Guess I misunderstood you.
I have finally got enough time and equipment to investigate this
further. Here are some conclusions:

-- at this point (RELENG_7 as of July 9th around 15:30 EST) it is indeed
a livelock.

-- all system does, is executing ath_intr (if_ath.c) in the tight loop
with the same status -- 0x1000 AKA HAL_INT_MIB. In order to eliminate
possibility that I have caused livelock with the debug messages, I have
put conditional panic() into ath_intr, as soon as sc->sc_stats.ast_mib
reaches 10,000. Without any kind of the debug messages, it will be
triggered within 40-60 seconds after starting of wpa_supplicant.

-- I suspect that comment below, might not hold true on my equipment
if (status & HAL_INT_MIB) {
   sc->sc_stats.ast_mib++;
   /*
    * Disable interrupts until we service the MIB
    * interrupt; otherwise it will continue to fire.
    */
   ath_hal_intrset(ah, 0);
   /*
    * Let the hal handle the event.  We assume it will <============
    * clear whatever condition caused the interrupt.   <============
    */
    ath_hal_mibevent(ah, &sc->sc_halstats);
    ath_hal_intrset(ah, sc->sc_imask);
}

My hardware is:
ath_hal: 0.9.20.3 (AR5210, AR5211, AR5212, RF5111, RF5112, RF2413,
RF5413)
ath0: <Atheros 5212> mem 0xedf00000-0xedf0ffff irq 17 at device 0.0 on
pci3
ath0: [ITHREAD]
ath0: using obsoleted if_watchdog interface
ath0: Ethernet address: 00:16:cf:26:2f:3f
ath0: mac 10.3 phy 6.1 radio 10.2

My wpa_supplicant.conf is:
ctrl_interface=/var/run/wpa_supplicant
ctrl_interface_group=wheel
eapol_version=2

network={
  ssid="XXXXXXXXXXX"
  scan_ssid=1
  priority=1
  proto=WPA
  pairwise=TKIP
  group=TKIP
  key_mgmt=WPA-PSK
  psk="xxxxxxxxxxxxxxxxxxxxxx"
}

Access point is Netgear WNDR3300-1B with 11N and 11G SSID set up to
different values. Only 11G SSID is configured in wpa_supplicant.conf. In
the test setup, AP is with 10' (3m) from the laptop.

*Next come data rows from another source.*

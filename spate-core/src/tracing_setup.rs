//! Tracing setup for Spate.
//!
//! Console output respects the user-selected level (or `RUST_LOG` when
//! set); the format stays terse so the gateway's request logs are readable
//! under load.

use tracing::Level;
use tracing_subscriber::EnvFilter;

/// Initializes the global tracing subscriber.
///
/// `RUST_LOG` takes precedence over `console_level` when present.
///
/// # Errors
/// Returns an error if a global subscriber is already installed.
pub fn init_tracing(console_level: Level) -> Result<(), Box<dyn std::error::Error + Send + Sync>> {
    let filter = EnvFilter::try_from_default_env()
        .unwrap_or_else(|_| EnvFilter::new(console_level.to_string()));

    tracing_subscriber::fmt()
        .with_env_filter(filter)
        .with_target(true)
        .try_init()?;

    Ok(())
}

/// CLI log levels for user control.
#[derive(Debug, Clone, Copy, clap::ValueEnum)]
pub enum CliLogLevel {
    /// Only error messages
    Error,
    /// Warning and error messages
    Warn,
    /// Informational, warning, and error messages
    Info,
    /// Debug, informational, warning, and error messages
    Debug,
    /// All messages including detailed tracing
    Trace,
}

impl CliLogLevel {
    /// Converts the CLI log level to the tracing `Level` enum.
    pub fn as_tracing_level(self) -> Level {
        match self {
            CliLogLevel::Error => Level::ERROR,
            CliLogLevel::Warn => Level::WARN,
            CliLogLevel::Info => Level::INFO,
            CliLogLevel::Debug => Level::DEBUG,
            CliLogLevel::Trace => Level::TRACE,
        }
    }
}

impl std::fmt::Display for CliLogLevel {
    fn fmt(&self, f: &mut std::fmt::Formatter<'_>) -> std::fmt::Result {
        let name = match self {
            CliLogLevel::Error => "error",
            CliLogLevel::Warn => "warn",
            CliLogLevel::Info => "info",
            CliLogLevel::Debug => "debug",
            CliLogLevel::Trace => "trace",
        };
        write!(f, "{name}")
    }
}
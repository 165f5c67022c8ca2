//! Per-request torrent resolution.
//!
//! Maps an inbound request to a live engine handle: extracts the info hash
//! (query parameter or descriptor body), attaches this request's reference
//! before the engine join, seeds new joins from the request body or the
//! metadata cache, and starts the persistence watcher for handles this
//! request created.

use std::sync::Arc;
use std::time::Duration;

use bytes::Bytes;
use spate_core::{InfoHash, MetaInfo, TorrentHandle, TorrentRef};
use tracing::{debug, warn};

use crate::error::HttpError;
use crate::persist;
use crate::server::AppState;

/// A torrent resolved for one request.
///
/// Carries the shared handle plus this request's counted reference. The
/// reference's grace-deferred release is scheduled when the resolution is
/// dropped, so it must ride the response body stream and only drop once the
/// body is fully written or abandoned.
pub struct ResolvedTorrent {
    handle: Arc<dyn TorrentHandle>,
    _release: Option<ReleaseGuard>,
}

impl ResolvedTorrent {
    pub fn handle(&self) -> &Arc<dyn TorrentHandle> {
        &self.handle
    }
}

struct ReleaseGuard {
    torrent_ref: Option<TorrentRef>,
    grace: Duration,
}

impl Drop for ReleaseGuard {
    fn drop(&mut self) {
        if let Some(torrent_ref) = self.torrent_ref.take() {
            torrent_ref.release_after(self.grace);
        }
    }
}

/// Resolves a request to a torrent handle.
///
/// `ih` is the hex info-hash query parameter; when absent, `body` must hold
/// a bencoded torrent descriptor. The body bytes are only read, never
/// consumed, so they remain available to the caller.
///
/// # Errors
/// - `HttpError::InvalidInfoHash` / `InvalidDescriptor` - Malformed input,
///   rejected before any engine interaction
/// - `HttpError::Engine` - Join failure; the acquired reference is released
///   immediately on this path
pub async fn resolve(
    state: &AppState,
    ih: Option<&str>,
    body: &Bytes,
) -> Result<ResolvedTorrent, HttpError> {
    let (info_hash, body_metainfo) = match ih {
        Some(hex) => {
            let hash = InfoHash::from_hex(hex).map_err(|e| HttpError::InvalidInfoHash {
                reason: e.to_string(),
            })?;
            (hash, None)
        }
        None => {
            let mi = MetaInfo::parse(body).map_err(|e| HttpError::InvalidDescriptor {
                reason: e.to_string(),
            })?;
            (mi.info_hash(), Some(mi))
        }
    };

    // The reference is acquired before the join so the handle is never
    // transiently unreferenced between creation and attachment.
    let grace = state.config.serve.torrent_grace;
    let torrent_ref = grace.map(|_| state.refs.acquire(info_hash));

    let (handle, is_new) = match state.engine.add_by_info_hash(info_hash).await {
        Ok(added) => added,
        Err(e) => {
            if let Some(torrent_ref) = torrent_ref {
                torrent_ref.release_now();
            }
            return Err(HttpError::Engine(e));
        }
    };

    let release = match (torrent_ref, grace) {
        (Some(torrent_ref), Some(grace)) => {
            let engine = state.engine.clone();
            torrent_ref.bind_close(move || {
                tokio::spawn(async move { engine.drop_torrent(info_hash).await });
            });
            Some(ReleaseGuard {
                torrent_ref: Some(torrent_ref),
                grace,
            })
        }
        _ => None,
    };

    if is_new {
        debug!("joined torrent {info_hash}");

        let seed = match body_metainfo {
            Some(mi) => Some(mi),
            None => state.cache.load(info_hash).await,
        };
        if let Some(mi) = seed {
            handle.set_trackers(mi.announce_list.clone()).await;
            if let Err(e) = handle.set_metadata_bytes(mi.info_bytes.clone()).await {
                warn!("seeding metadata for {info_hash} failed: {e}");
            }
        }

        // Not tied to this request; metadata may arrive long after it ends.
        let _ = persist::spawn_metainfo_persister(handle.clone(), state.cache.clone());
    }

    Ok(ResolvedTorrent {
        handle,
        _release: release,
    })
}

AP is successfully used by handful of Windows clients (including this
same laptop) and iBook G4.

Neither wpa_supplicant with '-d -d' nor wlandebug 0xFFFFFFFF show
anything but normal scan.
athdebug 0xFFFFFFFF loops with ath_intr: status 0x1000 until I power
down my laptop.

I would appreciate any suggestion on what I can investigate further --
at this point I have comfortable console setup and should be able to
field requests for further information much better.

Are you running powerd?
I do. And I just tried disabling it, and I could not reproduce the
problem any more. Is there any way to reconcile if_ath with powerd?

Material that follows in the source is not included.